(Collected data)
"""
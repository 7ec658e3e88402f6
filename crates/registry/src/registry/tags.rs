//! Tag binding.
//!
//! # Invariants
//!
//! - `bind_tags` validates every supplied holder before touching any state; a
//!   rejected call leaves tags exactly as they were.
//! - After a successful `bind_tags`, every holder's tag list and every named
//!   set reflect the supplied data only. Known sets that were not supplied are
//!   emptied.
//! - Tag keys can be introduced at any time, including after freezing.

use std::fmt;
use std::sync::Arc;

use indexmap::IndexMap;
use rustc_hash::{FxBuildHasher, FxHashMap};
use zero_primitives::{Key, TagKey};

use super::simple::SimpleRegistry;
use crate::holder::{Holder, HolderSet, NamedHolderSet, Reference};
use crate::value::Identity;
use crate::warning::WarningKind;
use crate::{RegistryError, RegistryValue};

impl<T: RegistryValue> SimpleRegistry<T> {
	pub fn get_tag(&self, key: &TagKey<T>) -> Option<Arc<NamedHolderSet<T>>> {
		self.tags.load().get(key).cloned()
	}

	/// The named set for `key`, created empty if it does not exist yet.
	pub fn get_or_create_tag(&self, key: &TagKey<T>) -> Arc<NamedHolderSet<T>> {
		if let Some(existing) = self.get_tag(key) {
			return existing;
		}
		let _writer = self.state.write();
		let current = self.tags.load_full();
		if let Some(existing) = current.get(key) {
			return existing.clone();
		}
		let set = Arc::new(NamedHolderSet::new(self.owner.clone(), key.clone()));
		let mut next = (*current).clone();
		next.insert(key.clone(), set.clone());
		self.tags.store(Arc::new(next));
		set
	}

	/// The named set for `key`, or an empty direct set.
	pub fn get_tag_or_empty(&self, key: &TagKey<T>) -> HolderSet<T> {
		self.get_tag(key)
			.map(HolderSet::Named)
			.unwrap_or_else(HolderSet::empty)
	}

	pub fn is_known_tag_key(&self, key: &TagKey<T>) -> bool {
		self.tags.load().contains_key(key)
	}

	/// Known tag keys in creation order.
	pub fn tag_keys(&self) -> Vec<TagKey<T>> {
		self.tags.load().keys().cloned().collect()
	}

	pub fn tag_entries(&self) -> Vec<(TagKey<T>, Arc<NamedHolderSet<T>>)> {
		self.tags
			.load()
			.iter()
			.map(|(key, set)| (key.clone(), set.clone()))
			.collect()
	}

	/// Value-level views over every known tag.
	pub fn tags(&self) -> Vec<TagSet<'_, T>> {
		self.tags
			.load()
			.values()
			.map(|set| TagSet {
				registry: self,
				set: set.clone(),
			})
			.collect()
	}

	pub fn tag_set(&self, key: &TagKey<T>) -> Option<TagSet<'_, T>> {
		self.get_tag(key).map(|set| TagSet {
			registry: self,
			set,
		})
	}

	/// Replaces all tag membership of this registry with `tags`.
	///
	/// Every holder must be a reference registered in this registry. Known tags
	/// absent from `tags` are reported as [`WarningKind::MissingTags`] and end
	/// up empty.
	pub fn bind_tags<I>(&self, tags: I) -> Result<(), RegistryError>
	where
		I: IntoIterator<Item = (TagKey<T>, Vec<Holder<T>>)>,
	{
		let supplied: IndexMap<TagKey<T>, Vec<Holder<T>>, FxBuildHasher> =
			tags.into_iter().collect();
		let state = self.state.write();

		let mut membership: FxHashMap<Identity, (Arc<Reference<T>>, Vec<TagKey<T>>)> = state
			.by_key
			.values()
			.map(|reference| (Identity::of(&**reference), (reference.clone(), Vec::new())))
			.collect();

		for (tag, holders) in &supplied {
			for holder in holders {
				if !holder.can_serialize_in(&self.owner) {
					return Err(RegistryError::ForeignHolder {
						registry: self.location().clone(),
						tag: tag.to_string(),
						holder: format!("{holder:?}"),
					});
				}
				let Holder::Reference(reference) = holder else {
					return Err(RegistryError::DirectHolderInTag {
						tag: tag.to_string(),
						holder: format!("{holder:?}"),
					});
				};
				let Some((_, tags)) = membership.get_mut(&Identity::of(&**reference)) else {
					return Err(RegistryError::UnknownHolder {
						registry: self.location().clone(),
						tag: tag.to_string(),
						holder: format!("{holder:?}"),
					});
				};
				if !tags.contains(tag) {
					tags.push(tag.clone());
				}
			}
		}

		let current = self.tags.load_full();
		let mut missing: Vec<Key> = current
			.keys()
			.filter(|key| !supplied.contains_key(*key))
			.map(|key| key.location().clone())
			.collect();
		if !missing.is_empty() {
			missing.sort();
			self.report(WarningKind::MissingTags { tags: missing })?;
		}

		let mut next = (*current).clone();
		for set in next.values() {
			if !supplied.contains_key(set.key()) {
				set.bind(Vec::new());
			}
		}
		for (tag, holders) in supplied {
			next.entry(tag.clone())
				.or_insert_with(|| Arc::new(NamedHolderSet::new(self.owner.clone(), tag)))
				.bind(holders);
		}
		for (reference, tags) in membership.into_values() {
			reference.bind_tags(tags);
		}
		self.tags.store(Arc::new(next));
		drop(state);

		tracing::debug!(registry = %self.location(), tags = self.tags.load().len(), "tags bound");
		Ok(())
	}

	/// Empties every named set and clears the tags of every holder.
	pub fn reset_tags(&self) {
		let state = self.state.write();
		for set in self.tags.load().values() {
			set.bind(Vec::new());
		}
		for reference in state.by_key.values() {
			reference.bind_tags(Vec::new());
		}
	}
}

/// Value-level view over one named holder set.
pub struct TagSet<'a, T: RegistryValue> {
	registry: &'a SimpleRegistry<T>,
	set: Arc<NamedHolderSet<T>>,
}

impl<T: RegistryValue> TagSet<'_, T> {
	pub fn key(&self) -> &TagKey<T> {
		self.set.key()
	}

	pub fn holders(&self) -> &Arc<NamedHolderSet<T>> {
		&self.set
	}

	pub fn len(&self) -> usize {
		self.set.len()
	}

	pub fn is_empty(&self) -> bool {
		self.set.is_empty()
	}

	pub fn contains(&self, value: &Arc<T>) -> bool {
		self.set.contains(&self.registry.wrap_as_holder(value))
	}

	pub fn get(&self, index: usize) -> Option<Arc<T>> {
		self.set.get(index).and_then(|holder| holder.try_value())
	}

	pub fn iter(&self) -> impl Iterator<Item = Arc<T>> + use<T> {
		let contents = self.set.contents();
		(0..contents.len()).filter_map(move |i| contents[i].try_value())
	}
}

impl<T: RegistryValue> fmt::Debug for TagSet<'_, T> {
	fn fmt(&self, f: &mut fmt::Formatter<'_>) -> fmt::Result {
		f.debug_struct("TagSet")
			.field("key", self.set.key())
			.field("len", &self.set.len())
			.finish()
	}
}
"""
What is expected: Every line of the records above where the string "field" is found should be copied.

Response to the task:
			.field("key", self.set.key())
			.field("len", &self.set.len())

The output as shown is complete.